Per questo motivo, è possibile sagomare opportunamente la geometria dell’otturatore in modo da garantire una determinata regolazione della valvola.

Valvole Pneumatiche

Il tipo di valvola è subordinato all’impianto pneumatico. I fattori importanti sono la funzione da eseguire, il tipo di pilotaggio e l’attacco. Le valvole impiegate nella pneumatica servono innanzitutto per il comando.

Per poter comandare occorre energia, cercando di realizzare il massimo effetto con un consumo minimo, di passaggio. Come vie si considerano: attacchi alla rete di aria compressa, deviazioni per gli utilizzatori e aperture di scarico. I cosiddetti rubinetti dl intercettazione fanno parte delle valvole a due vie poiché essi hanno un attacco per l’alimentazione (1° via) ed un attacco per l’utilizzazione (2° via).

Valvole 3/2

Una valvola 3/2 è dotata di tre porte d’aria su due posizioni. Le due posizioni si riferiscono a due diverse posizioni di lavoro (ON, OFF) del nucleo dell’elettrovalvola pneumatica. Il nucleo della valvola controlla diversi passaggi di fluido quando la valvola guadagna e perde potenza.

Il corpo della valvola pneumatica ha tre porte, cioè A, P e T, di cui una (P) è per l’ingresso e due (A & T) sono per l’uscita: una delle uscite è normalmente aperta e l’altra è normalmente chiusa. Le valvole 3/2 possono essere suddivise in modalità normalmente chiusa e normalmente aperta.

Una valvola a 2 posizioni e 3 vie normalmente chiusa prevede che la circolazione del fluido sia inibita quando la bobina non è alimentata (l’ingresso e l’uscita sono chiusi), o che A e P siano scollegati ad alimentazione spenta e A e T siano collegati con l’alimentazione accesa. Una valvola a 2 posizioni e 3 vie normalmente aperta prevede che la circolazione del fluido sia permessa quando la bobina non è alimentata, o che A e P siano collegati con alimentazione spenta.

Le valvole a 3/2 vie possono essere progettate in diversi modi. Il meccanismo di tenuta delle valvole può essere un otturatore o una spola. Nelle valvole ad azionamento diretto, l’otturatore è mosso direttamente dall’attuatore.

Nella progettazione di una valvola 3/2 è necessario considerare le condizioni di lavoro l’ambiente di un sistema pneumatico. In presenza di sostanze aggressive il corpo della valvola e le guarnizioni devono essere resistenti alla corrosione. Una tipica applicazione per una valvola 3/2 è l’azionamento di un cilindro a semplice effetto.

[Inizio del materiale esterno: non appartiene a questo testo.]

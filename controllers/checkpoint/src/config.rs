//! Controller configuration.
//!
//! Built once at startup from environment variables and handed to each
//! component. Every setting has a default matching a standard self-hosted
//! control-plane node layout.

use crate::error::ControllerError;
use static_pods::store::{TEMP_FILE_PREFIX, validate_file_name};
use std::env;
use std::path::PathBuf;
use std::time::Duration;
use tracing::info;

const DEFAULT_KUBELET_PODS_URL: &str = "http://127.0.0.1:10255/pods";
const DEFAULT_ACTIVE_MANIFEST_DIR: &str = "/etc/kubernetes/manifests";
const DEFAULT_STANDBY_MANIFEST_DIR: &str = "/srv/kubernetes/manifests";
const DEFAULT_MANIFEST_FILENAME: &str = "apiserver.json";
const DEFAULT_SECRETS_DIR: &str = "/etc/kubernetes/checkpoint-secrets";
const DEFAULT_SYSTEM_NAMESPACE: &str = "kube-system";
const DEFAULT_INTERVAL_SECS: u64 = 60;
const DEFAULT_KUBELET_TIMEOUT_SECS: u64 = 30;

/// Runtime configuration for the checkpoint controller
#[derive(Debug, Clone, PartialEq, Eq)]
pub struct CheckpointConfig {
    /// Kubelet pod listing endpoint
    pub kubelet_pods_url: String,
    /// Manifest directory watched by the kubelet
    pub active_manifest_dir: PathBuf,
    /// Manifest directory holding the last known-good checkpoint
    pub standby_manifest_dir: PathBuf,
    /// Manifest file name used in both directories
    pub manifest_filename: String,
    /// Directory the apiserver's TLS material is cached in
    pub secrets_dir: PathBuf,
    /// Namespace of the control-plane pods and their secrets
    pub system_namespace: String,
    /// Delay between checkpoint passes
    pub interval: Duration,
    /// Transport timeout for kubelet requests
    pub kubelet_timeout: Duration,
}

impl Default for CheckpointConfig {
    fn default() -> Self {
        Self {
            kubelet_pods_url: DEFAULT_KUBELET_PODS_URL.to_string(),
            active_manifest_dir: PathBuf::from(DEFAULT_ACTIVE_MANIFEST_DIR),
            standby_manifest_dir: PathBuf::from(DEFAULT_STANDBY_MANIFEST_DIR),
            manifest_filename: DEFAULT_MANIFEST_FILENAME.to_string(),
            secrets_dir: PathBuf::from(DEFAULT_SECRETS_DIR),
            system_namespace: DEFAULT_SYSTEM_NAMESPACE.to_string(),
            interval: Duration::from_secs(DEFAULT_INTERVAL_SECS),
            kubelet_timeout: Duration::from_secs(DEFAULT_KUBELET_TIMEOUT_SECS),
        }
    }
}

impl CheckpointConfig {
    /// Load configuration from the process environment
    pub fn from_env() -> Result<Self, ControllerError> {
        Self::from_lookup(|key| env::var(key).ok())
    }

    /// Load configuration from an arbitrary key lookup
    pub fn from_lookup<F>(lookup: F) -> Result<Self, ControllerError>
    where
        F: Fn(&str) -> Option<String>,
    {
        let defaults = Self::default();

        let config = Self {
            kubelet_pods_url: lookup("KUBELET_PODS_URL").unwrap_or(defaults.kubelet_pods_url),
            active_manifest_dir: lookup("ACTIVE_MANIFEST_DIR")
                .map_or(defaults.active_manifest_dir, PathBuf::from),
            standby_manifest_dir: lookup("STANDBY_MANIFEST_DIR")
                .map_or(defaults.standby_manifest_dir, PathBuf::from),
            manifest_filename: lookup("MANIFEST_FILENAME").unwrap_or(defaults.manifest_filename),
            secrets_dir: lookup("CHECKPOINT_SECRETS_DIR").map_or(defaults.secrets_dir, PathBuf::from),
            system_namespace: lookup("SYSTEM_NAMESPACE").unwrap_or(defaults.system_namespace),
            interval: parse_secs(&lookup, "CHECKPOINT_INTERVAL_SECS", defaults.interval)?,
            kubelet_timeout: parse_secs(&lookup, "KUBELET_TIMEOUT_SECS", defaults.kubelet_timeout)?,
        };

        config.validate()?;
        Ok(config)
    }

    fn validate(&self) -> Result<(), ControllerError> {
        if validate_file_name(&self.manifest_filename).is_err()
            || self.manifest_filename.starts_with('.')
        {
            return Err(ControllerError::InvalidConfig(format!(
                "MANIFEST_FILENAME must be a plain file name not starting with '.' (got {:?}; '{}' is reserved for temporaries)",
                self.manifest_filename, TEMP_FILE_PREFIX
            )));
        }
        if self.active_manifest_dir == self.standby_manifest_dir {
            return Err(ControllerError::InvalidConfig(
                "ACTIVE_MANIFEST_DIR and STANDBY_MANIFEST_DIR must differ".to_string(),
            ));
        }
        if self.system_namespace.is_empty() {
            return Err(ControllerError::InvalidConfig(
                "SYSTEM_NAMESPACE must not be empty".to_string(),
            ));
        }
        Ok(())
    }

    /// Log the effective configuration
    pub fn log_summary(&self) {
        info!("Configuration:");
        info!("  Kubelet pods URL: {}", self.kubelet_pods_url);
        info!("  Active manifest: {}", self.active_manifest_dir.join(&self.manifest_filename).display());
        info!("  Standby manifest: {}", self.standby_manifest_dir.join(&self.manifest_filename).display());
        info!("  Secrets directory: {}", self.secrets_dir.display());
        info!("  System namespace: {}", self.system_namespace);
        info!("  Interval: {}s", self.interval.as_secs());
    }
}

fn parse_secs<F>(lookup: &F, key: &str, default: Duration) -> Result<Duration, ControllerError>
where
    F: Fn(&str) -> Option<String>,
{
    let Some(raw) = lookup(key) else {
        return Ok(default);
    };
    match raw.trim().parse::<u64>() {
        Ok(secs) if secs > 0 => Ok(Duration::from_secs(secs)),
        _ => Err(ControllerError::InvalidConfig(format!(
            "{key} must be a positive number of seconds (got {raw:?})"
        ))),
    }
}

Un cilindro a semplice effetto ha una porta pneumatica per riempire e svuotare una camera d’aria. Il cilindro si muove in una direzione riempiendo la camera d’aria e torna indietro grazie alla forza di una molla. Le valvole a 3/2 vie sono adatte per applicazioni di soffiaggio, rilascio della pressione e vuoto.

Mec Fluid 2

Mec Fluid 2 progetta e produce un’ampia gamma di valvole ed elettrovalvole adatte anche per applicazioni che richiedono alte portate. Il focus principale di Mec Fluid fa riferimento a valvole ed elettrovalvole per vuoto diretto.

Le valvole sono caratterizzate dal DN (diametro nominale), il quale rappresenta la dimensione del passaggio delle vie dei corpi delle valvole. Altro parametro caratteristico è la pressione massima (PN) che il corpo della valvola può sopportare; questa dipende fondamentalmente dal materiale impiegato.

Scelta del Servomotore (Attuatore)

La scelta dell’attuatore è influenzata dalla massima pressione d’esercizio e dal coefficiente di portata calcolato Kv.